* _WORK INSTRUCTIONS_:
Scan the entries that follow and copy out every line containing "status".

___ MATERIAL SUPPLIED ___

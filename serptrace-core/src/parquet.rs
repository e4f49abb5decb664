// serptrace-core/src/parquet.rs
// ============================================================================
// Module: Parquet Export Helper
// Description: Shared Parquet-writing routine used by every storage backend.
// Dependencies: polars
// ============================================================================

//! ## Overview
//! Both the in-memory store and the SQLite-backed store materialize
//! dataset exports as Parquet files. This module holds the one place that
//! actually drives `polars`' writer so the two backends stay byte-for-byte
//! consistent in compression and statistics settings.

use std::collections::BTreeSet;
use std::fs::File;
use std::io::BufWriter;
use std::path::Path;

use polars::io::parquet::write::ParquetCompression;
use polars::io::parquet::write::ParquetWriter;
use polars::io::parquet::write::StatisticsOptions;
use polars::prelude::DataFrame;
use polars::prelude::NamedFrom;
use polars::prelude::Series;

use crate::identifiers::EngineId;
use crate::model::AnnotatedResultView;
use crate::model::MetricRecord;
use crate::model::SearchResult;
use crate::storage::StoreError;

/// Summary statistics every dataset export reports alongside its row count.
#[allow(clippy::type_complexity, reason = "internal helper tuple, not a public contract")]
type ExportFrame = (DataFrame, u64, u64, u64, Option<String>, Option<String>);

/// Writes `frame` to `path` as a Parquet file with Zstd compression and
/// default column statistics, creating parent directories as needed.
///
/// # Errors
///
/// Returns [`StoreError::Io`] if the parent directory cannot be created or
/// the file cannot be opened, and [`StoreError::Backend`] if the Parquet
/// writer fails.
pub fn write_parquet_dataset(frame: &DataFrame, path: &Path) -> Result<(), StoreError> {
    if let Some(parent) = path.parent() {
        std::fs::create_dir_all(parent).map_err(|err| StoreError::Io(err.to_string()))?;
    }
    let file = File::create(path).map_err(|err| StoreError::Io(err.to_string()))?;
    let mut writer = BufWriter::new(file);
    let mut clone = frame.clone();
    ParquetWriter::new(&mut writer)
        .with_compression(ParquetCompression::Zstd(None))
        .with_statistics(StatisticsOptions::default())
        .finish(&mut clone)
        .map_err(|err| StoreError::Backend(format!("parquet write failed: {err}")))?;
    Ok(())
}

/// Builds the output path for a dataset export:
/// `{output_dir}/{dataset_type}/{dataset_type}-{safe_timestamp}.parquet`.
#[must_use]
pub fn dataset_export_path(output_dir: &str, dataset_type: &str, safe_timestamp: &str) -> std::path::PathBuf {
    Path::new(output_dir)
        .join(dataset_type)
        .join(format!("{dataset_type}-{safe_timestamp}.parquet"))
}

/// Replaces `:` and `.` in an ISO-8601 instant so it is safe to use in a file
/// name.
#[must_use]
pub fn safe_timestamp(instant: chrono::DateTime<chrono::Utc>) -> String {
    instant.to_rfc3339().replace([':', '.'], "-")
}

/// Builds the `search_results` export frame and its summary statistics.
/// Shared by every backend so the two implementations of
/// [`crate::storage::Storage::export_dataset`] stay consistent.
///
/// # Errors
///
/// Returns [`StoreError::Backend`] if `polars` rejects the assembled columns.
pub fn search_results_frame(rows: &[&SearchResult]) -> Result<ExportFrame, StoreError> {
    let queries: BTreeSet<&str> = rows.iter().map(|r| r.query_id.as_str()).collect();
    let engines: BTreeSet<&str> = rows.iter().map(|r| r.engine.as_str()).collect();
    let min_ts = rows.iter().map(|r| r.timestamp).min().map(|t| t.to_rfc3339());
    let max_ts = rows.iter().map(|r| r.timestamp).max().map(|t| t.to_rfc3339());
    let frame = DataFrame::new(vec![
        Series::new("id".into(), rows.iter().map(|r| r.id.as_str()).collect::<Vec<_>>()),
        Series::new("query_id".into(), rows.iter().map(|r| r.query_id.as_str()).collect::<Vec<_>>()),
        Series::new("engine".into(), rows.iter().map(|r| r.engine.as_str()).collect::<Vec<_>>()),
        Series::new("rank".into(), rows.iter().map(|r| r.rank).collect::<Vec<_>>()),
        Series::new("title".into(), rows.iter().map(|r| r.title.as_str()).collect::<Vec<_>>()),
        Series::new("url".into(), rows.iter().map(|r| r.url.as_str()).collect::<Vec<_>>()),
        Series::new("normalized_url".into(), rows.iter().map(|r| r.normalized_url.as_str()).collect::<Vec<_>>()),
        Series::new("domain".into(), rows.iter().map(|r| r.domain.as_str()).collect::<Vec<_>>()),
        Series::new("timestamp".into(), rows.iter().map(|r| r.timestamp.to_rfc3339()).collect::<Vec<_>>()),
        Series::new("hash".into(), rows.iter().map(|r| r.hash.as_str()).collect::<Vec<_>>()),
    ])
    .map_err(|err| StoreError::Backend(format!("failed to build search_results frame: {err}")))?;
    Ok((frame, rows.len() as u64, queries.len() as u64, engines.len() as u64, min_ts, max_ts))
}

/// Builds the `annotated_results` export frame and its summary statistics.
///
/// # Errors
///
/// Returns [`StoreError::Backend`] if `polars` rejects the assembled columns.
pub fn annotated_results_frame(rows: &[&AnnotatedResultView]) -> Result<ExportFrame, StoreError> {
    let queries: BTreeSet<&str> = rows.iter().map(|v| v.query_id.as_str()).collect();
    let engines: BTreeSet<&str> = rows.iter().map(|v| v.engine.as_str()).collect();
    let min_ts = rows.iter().map(|v| v.collected_at).min().map(|t| t.to_rfc3339());
    let max_ts = rows.iter().map(|v| v.collected_at).max().map(|t| t.to_rfc3339());
    let frame = DataFrame::new(vec![
        Series::new("run_id".into(), rows.iter().map(|v| v.run_id.as_str()).collect::<Vec<_>>()),
        Series::new("annotation_id".into(), rows.iter().map(|v| v.annotation_id.as_str()).collect::<Vec<_>>()),
        Series::new("query_id".into(), rows.iter().map(|v| v.query_id.as_str()).collect::<Vec<_>>()),
        Series::new("engine".into(), rows.iter().map(|v| v.engine.as_str()).collect::<Vec<_>>()),
        Series::new("normalized_url".into(), rows.iter().map(|v| v.normalized_url.as_str()).collect::<Vec<_>>()),
        Series::new("domain".into(), rows.iter().map(|v| v.domain.as_str()).collect::<Vec<_>>()),
        Series::new("rank".into(), rows.iter().map(|v| v.rank).collect::<Vec<_>>()),
        Series::new("factual_consistency".into(), rows.iter().map(|v| v.factual_consistency.as_str()).collect::<Vec<_>>()),
        Series::new("domain_type".into(), rows.iter().map(|v| v.domain_type.as_str()).collect::<Vec<_>>()),
        Series::new("collected_at".into(), rows.iter().map(|v| v.collected_at.to_rfc3339()).collect::<Vec<_>>()),
    ])
    .map_err(|err| StoreError::Backend(format!("failed to build annotated_results frame: {err}")))?;
    Ok((frame, rows.len() as u64, queries.len() as u64, engines.len() as u64, min_ts, max_ts))
}

/// Builds the `metrics` export frame and its summary statistics.
///
/// # Errors
///
/// Returns [`StoreError::Backend`] if `polars` rejects the assembled columns.
pub fn metrics_frame(rows: &[&MetricRecord]) -> Result<ExportFrame, StoreError> {
    let queries: BTreeSet<&str> = rows.iter().map(|m| m.query_id.as_str()).collect();
    let engines: BTreeSet<&str> = rows.iter().filter_map(|m| m.engine.as_ref().map(EngineId::as_str)).collect();
    let min_ts = rows.iter().map(|m| m.collected_at).min().map(|t| t.to_rfc3339());
    let max_ts = rows.iter().map(|m| m.collected_at).max().map(|t| t.to_rfc3339());
    let frame = DataFrame::new(vec![
        Series::new("id".into(), rows.iter().map(|m| m.id.as_str()).collect::<Vec<_>>()),
        Series::new("query_id".into(), rows.iter().map(|m| m.query_id.as_str()).collect::<Vec<_>>()),
        Series::new("engine".into(), rows.iter().map(|m| m.engine.as_ref().map_or("", EngineId::as_str)).collect::<Vec<_>>()),
        Series::new("metric_type".into(), rows.iter().map(|m| m.metric_type.as_str()).collect::<Vec<_>>()),
        Series::new("value".into(), rows.iter().map(|m| m.value).collect::<Vec<_>>()),
        Series::new("delta".into(), rows.iter().map(|m| m.delta).collect::<Vec<_>>()),
        Series::new("collected_at".into(), rows.iter().map(|m| m.collected_at.to_rfc3339()).collect::<Vec<_>>()),
    ])
    .map_err(|err| StoreError::Backend(format!("failed to build metrics frame: {err}")))?;
    Ok((frame, rows.len() as u64, queries.len() as u64, engines.len() as u64, min_ts, max_ts))
}
impl Runner {
    /// Builds a runner over the given storage handle, configuration, and
    /// external stage ports.
    #[must_use]
    pub fn new(
        storage: Arc<dyn Storage>,
        config: RunnerConfig,
        collector_port: Arc<dyn CollectorPort>,
        annotation_port: Arc<dyn AnnotationPort>,
        metrics_port: Arc<dyn MetricsPort>,
    ) -> Self {
        Self { storage, config, collector_port, annotation_port, metrics_port, running: AtomicBool::new(false) }
    }

    /// Returns whether a run is currently in flight.
    #[must_use]
    pub fn is_running(&self) -> bool {
        self.running.load(Ordering::Acquire)
    }

    /// Runs the pipeline once: collector, then annotation, then an
    /// audit sample, then metrics. A concurrent call while a run is already
    /// in flight is logged and treated as a no-op success.
    ///
    /// # Errors
    ///
    /// Returns [`RunnerError`] when a stage exhausts its retry budget or a
    /// storage call outside of a stage fails. The failing run is recorded
    /// with `status = failed` before the error is returned.
    pub async fn run_once(&self) -> Result<(), RunnerError> {
        if self.running.compare_exchange(false, true, Ordering::Release, Ordering::Acquire).is_err() {
            tracing::warn!("pipeline run already in progress, skipping trigger");
            return Ok(());
        }
        let result = self.run_once_inner().await;
        self.running.store(false, Ordering::Release);
        result
    }

    async fn run_once_inner(&self) -> Result<(), RunnerError> {
        let run_id = RunId::generate();
        let started_at = Utc::now();
        tracing::info!(run_id = %run_id, "pipeline run starting");

        let mut run = PipelineRun {
            id: run_id.clone(),
            status: RunStatus::Running,
            started_at,
            completed_at: None,
            error: None,
            metadata: json!({}),
            created_at: started_at,
            updated_at: started_at,
        };
        self.storage.record_pipeline_run(&run).await?;

        match self.drive_stages(&run_id).await {
            Ok(metadata) => {
                run.status = RunStatus::Completed;
                run.completed_at = Some(Utc::now());
                run.metadata = metadata;
                run.updated_at = Utc::now();
                self.storage.record_pipeline_run(&run).await?;
                tracing::info!(run_id = %run_id, "pipeline run completed");
                Ok(())
            }
            Err(err) => {
                run.status = RunStatus::Failed;
                run.completed_at = Some(Utc::now());
                run.error = Some(err.to_string());
                run.updated_at = Utc::now();
                self.storage.record_pipeline_run(&run).await?;
                tracing::error!(run_id = %run_id, error = %err, "pipeline run failed");
                Err(err)
            }
        }
    }

    async fn drive_stages(&self, run_id: &RunId) -> Result<Value, RunnerError> {
        let collector_metadata = self.execute_stage(run_id, PipelineStage::Collector, || self.run_collector(run_id)).await?;

        let annotation_metadata =
            self.execute_stage(run_id, PipelineStage::Annotation, || self.run_annotation(run_id)).await?;

        let audit_value = self.run_audit_sample(run_id).await;
        let annotation_metadata = merge_audit(annotation_metadata, audit_value);

        let metrics_metadata = self.execute_stage(run_id, PipelineStage::Metrics, || self.run_metrics(run_id)).await?;

        let aggregated = json!({
            "run_id": run_id.as_str(),
            "collector": collector_metadata,
            "annotation": annotation_metadata,
            "metrics": metrics_metadata,
        });
        Ok(sanitizer::sanitize(&aggregated))
    }

    /// Executes a stage closure with retry, owning its `PipelineStageLog`
    /// row across attempts so `started_at`/`created_at` stay stable.
    async fn execute_stage<F, Fut>(&self, run_id: &RunId, stage: PipelineStage, f: F) -> Result<Value, RunnerError>
    where
        F: Fn() -> Fut,
        Fut: std::future::Future<Output = Result<Value, StageError>>,
    {
        let started_at = Utc::now();
        let mut log = PipelineStageLog {
            id: StageLogId::generate(),
            run_id: run_id.clone(),
            stage,
            status: RunStatus::Running,
            attempts: 0,
            started_at,
            completed_at: None,
            error: None,
            metadata: json!({}),
            created_at: started_at,
            updated_at: started_at,
        };
        self.storage.record_pipeline_stage(&log).await?;

        let max_attempts = 1 + self.config.max_retries;
        loop {
            log.attempts += 1;
            log.status = RunStatus::Running;
            log.updated_at = Utc::now();
            self.storage.record_pipeline_stage(&log).await?;

            match f().await {
                Ok(metadata) => {
                    log.status = RunStatus::Completed;
                    log.completed_at = Some(Utc::now());
                    log.error = None;
                    log.metadata = sanitizer::sanitize(&metadata);
                    log.updated_at = Utc::now();
                    self.storage.record_pipeline_stage(&log).await?;
                    return Ok(metadata);
                }
                Err(err) => {
                    let retries_left = max_attempts.saturating_sub(log.attempts);
                    if retries_left > 0 {
                        tracing::warn!(
                            stage = stage.as_str(),
                            attempt = log.attempts,
                            retries_left,
                            error = %err,
                            "pipeline stage retry"
                        );
                        tokio::time::sleep(Duration::from_millis(self.config.retry_delay_ms)).await;
                        continue;
                    }
                    log.status = RunStatus::Failed;
                    log.completed_at = Some(Utc::now());
                    log.error = Some(err.to_string());
                    log.updated_at = Utc::now();
                    self.storage.record_pipeline_stage(&log).await?;
                    return Err(RunnerError::StageFailed { stage: stage.as_str(), attempts: log.attempts, source: err });
                }
            }
        }
    }

    async fn run_collector(&self, run_id: &RunId) -> Result<Value, StageError> {
        let ctx = CollectorContext {
            run_id: run_id.to_string(),
            collector_output_dir: self.config.collector_output_dir.clone(),
        };
        self.collector_port.run_collection(&ctx).await.map_err(|err| StageError::Port(err.to_string()))?;

        let ingest_request = serptrace_ingestion::IngestRequest {
            directory: PathBuf::from(&self.config.collector_output_dir),
            run_id: run_id.clone(),
            collector_output_dir: self.config.collector_output_dir.clone(),
        };
        let summary = serptrace_ingestion::ingest_directory(self.storage.as_ref(), &ingest_request).await?;
        Ok(json!({
            "ingested_results": summary.ingested_results,
            "runs": summary.runs,
            "hash_duplicate_count": summary.hash_duplicate_count,
            "url_duplicate_count": summary.url_duplicate_count,
        }))
    }

    async fn run_annotation(&self, run_id: &RunId) -> Result<Value, StageError> {
        let ctx = AnnotationContext { run_id: run_id.to_string() };
        self.annotation_port.run_annotation(&ctx).await.map_err(|err| StageError::Port(err.to_string()))?;
        Ok(json!({ "status": "completed" }))
    }

    /// Draws the manual audit sample between annotation and metrics. Never
    /// fails the pipeline; a sampling failure is logged and recorded in the
    /// returned JSON value instead of being propagated.
    async fn run_audit_sample(&self, run_id: &RunId) -> Value {
        let result =
            serptrace_audit::draw_audit_sample(self.storage.as_ref(), run_id, None, self.config.manual_audit_sample_percent)
                .await;
        match result {
            Ok(summary) => {
                json!({ "sampled": summary.sampled, "total_annotated": summary.total_annotated })
            }
            Err(err) => {
                tracing::warn!(run_id = %run_id, error = %err, "audit sampling failed, continuing");
                json!({ "error": err.to_string() })
            }
        }
    }

    async fn run_metrics(&self, run_id: &RunId) -> Result<Value, StageError> {
        let ctx = MetricsContext { run_id: run_id.to_string() };
        self.metrics_port.run_metrics(&ctx).await.map_err(|err| StageError::Port(err.to_string()))?;

        let export_request = ExportDatasetsRequest {
            run_id: Some(run_id.clone()),
            output_dir: self.config.export.output_dir.clone(),
            filters: DatasetFilter::default(),
        };
        let outcome = serptrace_analytics::export_datasets(self.storage.as_ref(), &export_request).await;
        if !outcome.failed.is_empty() {
            tracing::warn!(run_id = %run_id, failed = ?outcome.failed, "some datasets failed to export");
        }

        let report_request = ReportRequest {
            run_id: run_id.clone(),
            output_dir: self.config.report.output_dir.clone(),
            benchmark_queries_path: self.config.report.benchmark_queries_path.clone(),
        };
        if let Err(err) = serptrace_analytics::generate_transparency_report(self.storage.as_ref(), &report_request).await {
            tracing::warn!(run_id = %run_id, error = %err, "transparency report generation failed, continuing");
        }

        Ok(json!({
            "dataset_exports": outcome.file_paths(),
            "export_count": outcome.exported.len(),
        }))
    }
}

___

* _SOLUTION FOR THIS EXERCISE_:
    /// with `status = failed` before the error is returned.
            status: RunStatus::Running,
                run.status = RunStatus::Completed;
                run.status = RunStatus::Failed;
            status: RunStatus::Running,
            log.status = RunStatus::Running;
                    log.status = RunStatus::Completed;
                    log.status = RunStatus::Failed;
        Ok(json!({ "status": "completed" }))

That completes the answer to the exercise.